Institutional investors will likely be required to use their power and influence to generate a positive sustainability impact, new report finds.
New research has provided a legal framework for investors to address key environmental and social sustainability issues and brought to light opportunities for policy reform.
A Legal Framework for Impact analysed the law in 11 global investment hubs to see whether investors are required or permitted to influence company and third-party investees in ways that have a positive sustainability impact. In jurisdictions where “investing for sustainability impact” is not enabled by the law, the report provides suggestions for policymakers to make changes.
The report — released by international law firm Freshfields Bruckhaus Deringer and commissioned by The Generation Foundation, the United Nations-supported Principles for Responsible Investment and the United Nations Environment Programme Finance Initiative — includes contribution from a number of legal bodies around the world, including Australian firm Corrs Chambers Westgarth.
The jurisdictions covered are Australia, Brazil, Canada, China, the EU, France, Japan, The Netherlands, South Africa, the United Kingdom and the United States. The report provides the first-ever comprehensive analysis of how far the law allows investors to take deliberate steps to tackle sustainability challenges.
The report finds that, while there are differences across jurisdictions and investor groups, where investing for sustainability impact approaches can be effective in achieving an investor’s financial goals, the investor will likely be required to consider using them and act accordingly.
The principal authors and partners at Freshfields, David Rouch and Juliane Hilf, said that the report brings much-needed clarity around the issue of investing sustainably and thanked the StrongerTogether network, composed of different law firms and legal bodies around the world who helped with the research.

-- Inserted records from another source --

// This file is part of the terraform-provider-cloudbolt project
//
// Copyright (C) ANEO, 2024-2024. All rights reserved.
//
// Licensed under the Apache License, Version 2.0 (the "License")
// you may not use this file except in compliance with the License.
// You may obtain a copy of the License at
//
//     http://www.apache.org/licenses/LICENSE-2.0
//
// Unless required by applicable law or agreed to in writing, software
// distributed under the License is distributed on an "AS IS" BASIS,
// WITHOUT WARRANTIES OR CONDITIONS OF ANY KIND, either express or implied.
// See the License for the specific language governing permissions and
// limitations under the License.

//! Error type shared by the API client, the state poller and the resources

use std::time::Duration;

use thiserror::Error;

#[derive(Error, Debug)]
pub enum Error {
    /// The request could not be sent or its response could not be received
    #[error("request to {url} failed: {source}")]
    Transport {
        url: String,
        #[source]
        source: reqwest::Error,
    },

    /// The server answered with a non-2xx status
    #[error("{url} returned HTTP {status}: {body}")]
    Http {
        url: String,
        status: u16,
        body: String,
    },

    /// The response body is not the expected JSON document
    #[error("invalid response from {url}: {source}")]
    Decode {
        url: String,
        #[source]
        source: serde_json::Error,
    },

    #[error("{0} not found")]
    NotFound(String),

    #[error("authentication failed: {0}")]
    Auth(String),

    #[error("invalid provider configuration: {0}")]
    Config(String),

    /// The remote operation reached a failure state
    #[error("{0}")]
    Failed(String),

    /// The remote operation did not reach a terminal state in time
    #[error("timeout while waiting for {kind} ({reference}) after {}s", elapsed.as_secs())]
    Timeout {
        kind: &'static str,
        reference: String,
        elapsed: Duration,
    },

    /// The remote operation kept reporting a state outside of its vocabulary
    #[error("{kind} ({reference}) reported unexpected state {state:?} {count} times in a row")]
    UnexpectedState {
        kind: &'static str,
        reference: String,
        state: String,
        count: usize,
    },

    /// An error annotated with the step that produced it
    #[error("{context}: {source}")]
    Context {
        context: String,
        #[source]
        source: Box<Error>,
    },
}

impl Error {
    pub fn context(self, context: impl Into<String>) -> Self {
        Error::Context {
            context: context.into(),
            source: Box::new(self),
        }
    }

    /// Innermost error, without the context annotations
    pub fn root(&self) -> &Error {
        match self {
            Error::Context { source, .. } => source.root(),
            err => err,
        }
    }

    pub fn is_not_found(&self) -> bool {
        match self.root() {
            Error::NotFound(_) => true,
            Error::Http { status, .. } => *status == 404,
            _ => false,
        }
    }

    pub fn is_timeout(&self) -> bool {
        matches!(self.root(), Error::Timeout { .. })
    }
}

pub type Result<T> = std::result::Result<T, Error>;
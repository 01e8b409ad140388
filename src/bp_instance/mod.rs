// This file is part of the terraform-provider-cloudbolt project
//
// Copyright (C) ANEO, 2024-2024. All rights reserved.
//
// Licensed under the Apache License, Version 2.0 (the "License")
// you may not use this file except in compliance with the License.
// You may obtain a copy of the License at
//
//     http://www.apache.org/licenses/LICENSE-2.0
//
// Unless required by applicable law or agreed to in writing, software
// distributed under the License is distributed on an "AS IS" BASIS,
// WITHOUT WARRANTIES OR CONDITIONS OF ANY KIND, either express or implied.
// See the License for the specific language governing permissions and
// limitations under the License.

//! `cloudbolt_bp_instance`: a blueprint deployed through a CloudBolt order
//!
//! The deployment yields either a CloudBolt resource, identified by its link, or bare servers,
//! identified by their ids. Configuration changes are applied through the resource action titled
//! `Terraform Provider Update`.

mod apply;
mod read;
mod resource;
mod state;
mod validate;

pub use resource::BpInstanceResource;
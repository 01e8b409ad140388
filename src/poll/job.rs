// This file is part of the terraform-provider-cloudbolt project
//
// Copyright (C) ANEO, 2024-2024. All rights reserved.
//
// Licensed under the Apache License, Version 2.0 (the "License")
// you may not use this file except in compliance with the License.
// You may obtain a copy of the License at
//
//     http://www.apache.org/licenses/LICENSE-2.0
//
// Unless required by applicable law or agreed to in writing, software
// distributed under the License is distributed on an "AS IS" BASIS,
// WITHOUT WARRANTIES OR CONDITIONS OF ANY KIND, either express or implied.
// See the License for the specific language governing permissions and
// limitations under the License.

use async_trait::async_trait;

use crate::client::model::Job;
use crate::client::CloudBoltClient;
use crate::error::Result;

use super::{Report, StatusSource, Vocabulary};

pub const JOB_STATES: Vocabulary = Vocabulary {
    pending: &["INIT", "QUEUED", "PENDING", "RUNNING", "TO_CANCEL"],
    target: &["SUCCESS"],
    failure: &["FAILURE", "WARNING", "CANCELED"],
};

/// CloudBolt job, polled by link
#[derive(Debug)]
pub struct JobOperation<'a> {
    client: &'a CloudBoltClient,
    job_path: String,
}

impl<'a> JobOperation<'a> {
    pub fn new(client: &'a CloudBoltClient, job_path: impl Into<String>) -> Self {
        Self {
            client,
            job_path: job_path.into(),
        }
    }
}

#[async_trait]
impl StatusSource for JobOperation<'_> {
    type Status = Job;

    fn kind(&self) -> &'static str {
        "Job"
    }

    fn reference(&self) -> &str {
        &self.job_path
    }

    fn vocabulary(&self) -> &Vocabulary {
        &JOB_STATES
    }

    async fn fetch(&self) -> Result<Job> {
        self.client.get_job(&self.job_path).await
    }

    fn state<'s>(&self, status: &'s Job) -> &'s str {
        &status.status
    }

    async fn failure_report(&self, job: &Job) -> String {
        job_failure_report(&self.job_path, job)
    }
}

pub(crate) fn job_failure_report(job_path: &str, job: &Job) -> String {
    let reference = if job.id.is_empty() {
        job_path
    } else {
        job.id.as_str()
    };
    Report::new(format!("Job {reference} failed to reach target state."))
        .text("Errors", &job.errors)
        .text("Outputs", &job.output)
        .finish()
}

#[cfg(test)]
mod tests {
    use serde_json::json;
    use wiremock::MockServer;

    use super::*;
    use crate::client::mock;
    use crate::error::Error;
    use crate::poll::{wait_for_state, StateClass};

    #[test]
    fn job_vocabulary() {
        for state in ["INIT", "QUEUED", "PENDING", "RUNNING", "TO_CANCEL"] {
            assert_eq!(JOB_STATES.classify(state), StateClass::Pending);
        }
        for state in ["FAILURE", "WARNING", "CANCELED"] {
            assert_eq!(JOB_STATES.classify(state), StateClass::Failure);
        }
        assert_eq!(JOB_STATES.classify("SUCCESS"), StateClass::Target);
    }

    #[test]
    fn report_splits_errors_and_output() {
        let job = Job {
            id: "JOB-1204".into(),
            status: "FAILURE".into(),
            errors: "quota exceeded\nrollback done\n".into(),
            output: "starting\n".into(),
            ..Default::default()
        };
        assert_eq!(
            job_failure_report("/api/v2/jobs/1204/", &job),
            "Job JOB-1204 failed to reach target state.\n\n\
             Errors:\n  • quota exceeded\n  • rollback done\n\n\
             Outputs:\n  • starting"
        );
    }

    #[test]
    fn report_falls_back_to_link() {
        let job = Job {
            status: "CANCELED".into(),
            ..Default::default()
        };
        assert_eq!(
            job_failure_report("/api/v2/jobs/7/", &job),
            "Job /api/v2/jobs/7/ failed to reach target state."
        );
    }

    #[tokio::test]
    async fn failed_job_is_reported_from_its_last_status() {
        let server = MockServer::start().await;
        mock::serve_json_once(&server, "GET", "/api/v2/jobs/12/", json!({"status": "RUNNING"})).await;
        mock::serve_json(
            &server,
            "GET",
            "/api/v2/jobs/12/",
            json!({"id": "JOB-12", "status": "WARNING", "errors": "disk busy\n"}),
            1,
        )
        .await;
        let client = mock::client(&server);

        let err = wait_for_state(&JobOperation::new(&client, "/api/v2/jobs/12/"), &mock::fast_polling())
            .await
            .unwrap_err();

        assert_eq!(
            err.to_string(),
            "Job JOB-12 failed to reach target state.\n\nErrors:\n  • disk busy"
        );
    }
}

“If it was ever possible to approach the goal of earning a financial return in isolation from other valued goals, that time is not now. This report addresses a vital issue for investors at a time of pressing need to join in tackling humanity’s greatest challenges. It is the outcome of a unique global legal collaboration, and we are delighted to make it available to investors and the international community,” they said in a statement.
“We are grateful for the support of the StrongerTogether firms in jurisdictions where we don’t have a presence and could not have completed the report without their help.”

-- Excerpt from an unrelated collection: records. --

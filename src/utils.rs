// This file is part of the terraform-provider-cloudbolt project
//
// Copyright (C) ANEO, 2024-2024. All rights reserved.
//
// Licensed under the Apache License, Version 2.0 (the "License")
// you may not use this file except in compliance with the License.
// You may obtain a copy of the License at
//
//     http://www.apache.org/licenses/LICENSE-2.0
//
// Unless required by applicable law or agreed to in writing, software
// distributed under the License is distributed on an "AS IS" BASIS,
// WITHOUT WARRANTIES OR CONDITIONS OF ANY KIND, either express or implied.
// See the License for the specific language governing permissions and
// limitations under the License.

use std::any::Any;
use std::borrow::Cow;
use std::future::Future;
use std::panic::AssertUnwindSafe;

use futures::FutureExt;
use serde_json::{Map, Value as JsonValue};
use tf_provider::Diagnostics;
use tf_provider::schema::Schema;
use tf_provider::value::{ValueMap, ValueString};
use tracing::{error, warn};

use crate::error::{Error, Result};

pub(crate) trait WithSchema {
    fn schema() -> Schema;
}

/// Run one resource operation and convert its outcome into diagnostics
///
/// Errors become a diagnostic whose summary is the outermost context of the error.
/// A panic is caught here and reported as a crash of the provider instead of aborting the plugin.
pub(crate) async fn guarded<T, F>(diags: &mut Diagnostics, operation: &str, action: F) -> Option<T>
where
    F: Future<Output = Result<T>>,
{
    match AssertUnwindSafe(action).catch_unwind().await {
        Ok(Ok(value)) => Some(value),
        Ok(Err(err)) => {
            error!(operation, "{err}");
            report(diags, operation, err);
            None
        }
        Err(panic) => {
            let message = panic_message(panic.as_ref());
            warn!(operation, panic = message, "recovered from a panic");
            diags.root_error(
                "CloudBolt provider crashed",
                format!("panic during {operation}: {message}"),
            );
            None
        }
    }
}

pub(crate) fn report(diags: &mut Diagnostics, operation: &str, err: Error) {
    match err {
        Error::Context { context, source } => diags.root_error(context, source.to_string()),
        err => diags.root_error(format!("Failed to {operation}"), err.to_string()),
    }
}

fn panic_message(panic: &(dyn Any + Send)) -> &str {
    // `panic!` payloads are either static or formatted strings
    if let Some(message) = panic.downcast_ref::<&str>() {
        *message
    } else if let Some(message) = panic.downcast_ref::<String>() {
        message.as_str()
    } else {
        "unknown panic"
    }
}

/// Convert Terraform string parameters into API parameters
///
/// A value written `[a|b|c]` is sent as the list `["a", "b", "c"]`.
pub(crate) fn normalize_parameters<'a>(
    parameters: &ValueMap<'a, ValueString<'a>>,
) -> Map<String, JsonValue> {
    parameters
        .iter()
        .flatten()
        .filter_map(|(name, value)| {
            let value = value.as_deref_option()?;
            let value = match value.strip_prefix('[').and_then(|v| v.strip_suffix(']')) {
                Some(list) => list.split('|').map(JsonValue::from).collect::<JsonValue>(),
                None => JsonValue::from(value),
            };
            Some((name.to_string(), value))
        })
        .collect()
}

/// Render an API value the way it is written in Terraform parameters
///
/// Lists are rendered `[a|b]`, and values without a textual form (null, objects) are empty.
pub(crate) fn value_to_string(value: &JsonValue) -> String {
    match value {
        JsonValue::Bool(b) => b.to_string(),
        JsonValue::Number(n) => match (n.as_i64(), n.as_f64()) {
            (Some(i), _) => i.to_string(),
            (None, Some(f)) if f.fract() == 0.0 && f.abs() < 1e15 => (f as i64).to_string(),
            _ => n.to_string(),
        },
        JsonValue::String(s) => s.clone(),
        JsonValue::Array(values) => {
            let values = values.iter().map(value_to_string).collect::<Vec<_>>();
            format!("[{}]", values.join("|"))
        }
        JsonValue::Null | JsonValue::Object(_) => String::new(),
    }
}

/// Stringify every value of `values`, dropping the ones without a textual form
pub(crate) fn string_map<'a, 'b>(
    values: impl IntoIterator<Item = (&'b String, &'b JsonValue)>,
) -> ValueMap<'a, ValueString<'a>> {
    ValueMap::Value(
        values
            .into_iter()
            .filter_map(|(name, value)| {
                let value = value_to_string(value);
                (!value.is_empty()).then(|| (Cow::Owned(name.clone()), ValueString::from(value)))
            })
            .collect(),
    )
}

/// Last segment of an API link: `/api/v2/servers/42/` is `42`
pub(crate) fn link_id(href: &str) -> &str {
    let href = href.trim_end_matches('/');
    href.rsplit('/').next().unwrap_or(href)
}

#[cfg(test)]
mod tests {
    use std::collections::BTreeMap;

    use serde_json::json;
    use tf_provider::value::Value;

    use super::*;

    #[test]
    fn bracketed_parameters_become_lists() {
        let parameters = Value::Value(BTreeMap::from([
            (Cow::Borrowed("disks"), ValueString::from("[10|20]")),
            (Cow::Borrowed("name"), ValueString::from("web")),
            (Cow::Borrowed("empty"), ValueString::from("[]")),
            (Cow::Borrowed("unset"), ValueString::Null),
        ]));

        let normalized = normalize_parameters(&parameters);

        assert_eq!(
            JsonValue::Object(normalized),
            json!({"disks": ["10", "20"], "name": "web", "empty": [""]})
        );
    }

    #[test]
    fn null_parameters_are_empty() {
        assert!(normalize_parameters(&ValueMap::Null).is_empty());
    }

    #[test]
    fn values_are_stringified() {
        assert_eq!(value_to_string(&json!(true)), "true");
        assert_eq!(value_to_string(&json!(4)), "4");
        assert_eq!(value_to_string(&json!(4.0)), "4");
        assert_eq!(value_to_string(&json!(1.5)), "1.5");
        assert_eq!(value_to_string(&json!("web")), "web");
        assert_eq!(value_to_string(&json!(["a", 2, false])), "[a|2|false]");
        assert_eq!(value_to_string(&json!(null)), "");
        assert_eq!(value_to_string(&json!({"a": 1})), "");
    }

    #[test]
    fn string_map_drops_empty_values() {
        let values = serde_json::from_value::<Map<String, JsonValue>>(
            json!({"cpu": 2, "owner": null, "pool": "gold"}),
        )
        .unwrap();

        let map = string_map(&values);

        assert_eq!(
            map,
            Value::Value(BTreeMap::from([
                (Cow::Borrowed("cpu"), ValueString::from("2")),
                (Cow::Borrowed("pool"), ValueString::from("gold")),
            ]))
        );
    }

    #[test]
    fn link_ids() {
        assert_eq!(link_id("/api/v2/servers/42/"), "42");
        assert_eq!(link_id("/api/v2/servers/42"), "42");
        assert_eq!(link_id("42"), "42");
    }

    #[tokio::test]
    async fn errors_are_reported_with_their_context() {
        let mut diags = Diagnostics::default();
        let result: Option<()> = guarded(&mut diags, "read", async {
            Err(Error::Failed("Order ORD-1 failed.".into()).context("Error waiting for Order (ORD-1) to complete"))
        })
        .await;

        assert!(result.is_none());
        assert_eq!(diags.errors.len(), 1);
        assert_eq!(
            diags.errors[0].summary,
            "Error waiting for Order (ORD-1) to complete"
        );
        assert!(diags.errors[0].detail.starts_with("Order ORD-1 failed."));
    }

    #[tokio::test]
    async fn panics_are_reported_as_crash() {
        let mut diags = Diagnostics::default();
        let servers: Vec<u32> = Vec::new();
        let result = guarded(&mut diags, "create", async move { Ok(servers[3]) }).await;

        assert!(result.is_none());
        assert_eq!(diags.errors[0].summary, "CloudBolt provider crashed");
        assert!(diags.errors[0]
            .detail
            .starts_with("panic during create: index out of bounds"));
    }
}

Corrs Chambers Westgarth was the only Australian law firm to contribute to the report, and Dr Phoebe Wynn-Pope, head of business and human rights, said that the research would be a valuable source of information for investors across the globe.
“The report will improve the general understanding of what is meant by investing for sustainable impact and its relationship with the pursuit of financial objectives,” she said.
The report is expected to be the basis of a subsequent three-year program by PRI, UNEP FI and The Generation Foundation, which will focus on five key jurisdictions to help foster legal and regulatory environments that are equipped to meet global sustainability imperatives.
It also provides an extensive suite of options for policymakers wishing to facilitate investing for sustainability impact, including changing investors’ legal duties and discretions, such as allowing the pursuit of sustainability goals as long as financial return goals are prioritised, and a presumption in favour of investor collaboration in tackling sustainability challenges.
This follows the release of Herbert Smith Freehills’ Responsibility Incorporated: General Counsel and the Dawning ESG Revolution report, which draws “informed conclusions” on the direction of travel for GCs, in the face of mounting demands from investors, consumers, employees, regulators and voters, to place ESG at the heart of corporate strategy. ESG, the firm surmised, is “set to change the position of the chief legal officer as much as it will transform the businesses around them”.
Such environmental, social and governance issues are going beyond the boardroom, with GCs taking charge of the corporate efforts to address risk and maximise opportunities, which have been presented by what HSF called the “sustainability imperative”.
Inger Andersen, United Nations Environment Programme executive director, added that A Legal Framework for Impact revealed that the current investor system desperately needs an update.
“We need an updated financial system that is fit for purpose. At present, many leading responsible investors feel constrained by current financial and legal frameworks that were not originally designed to facilitate today’s sustainability goals,” she said.
“This revelatory report offers a new path forward, identifying the current law and modification options to support a transition from predominantly environmental, social and governance integration to widespread investment for sustainability impact.”